And the latest contretemps over swearing in of legislators who didn’t want to take certain oaths and the like, this is the pressure that’s being put on the courts; put on society; the media and the like. I think it’s very important that we have a firm Hong Kong policy; Britain almost has a more direct stake than we do although I’d argue our stake is very big and the response of the United States to the pressuring and shutting down of the protests last year and the year before, and the kidnapping of the British passport holder from Thailand was almost non-existent. Again that was the Obama administration, it was non-existent because the thinking was you de-link the economics from the politics and the security because you did not want to put at risk the economic partnership. Trump has explicitly re-linked these in his statements, his tweets and the like. Whether that follows through to policy we will see but that’s a very risky move, it changes the dynamic of what we have done in our China policy and how we have pursued our China relationship in the past forty years.

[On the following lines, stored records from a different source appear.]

//! Response caching.
//!
//! - [`ResponseCache`] — answers keyed by normalized question and
//!   [`DocumentVersion`]; cleared wholesale on every version bump.
//! - [`IngestionHandle`] — the handle the document ingestion pipeline uses
//!   to bump the version.

pub mod response;
pub mod version;

pub use response::{CacheConfig, CachedResponse, ResponseCache, normalize_question};
pub use version::{DocumentVersion, IngestionHandle};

But it also means that you may have more opportunities to insert these things into the core of the relationship, they don’t have to be side issues anymore because, and this is being generous to President Trump, he has said why would I do X if I’m not getting cooperation from china on Y? He said that specifically on One China Policy and economics but you can see the dynamic there. If you’re going to be oppressing citizens or continuing forced abortions and doing these horrific things then we’re not going to have the same level of political relationship: there may be an opportunity here to put it back at the centre of relationships not in a way where it’s sidelined or put as a secondary or even tertiary issue for the past couple of decades.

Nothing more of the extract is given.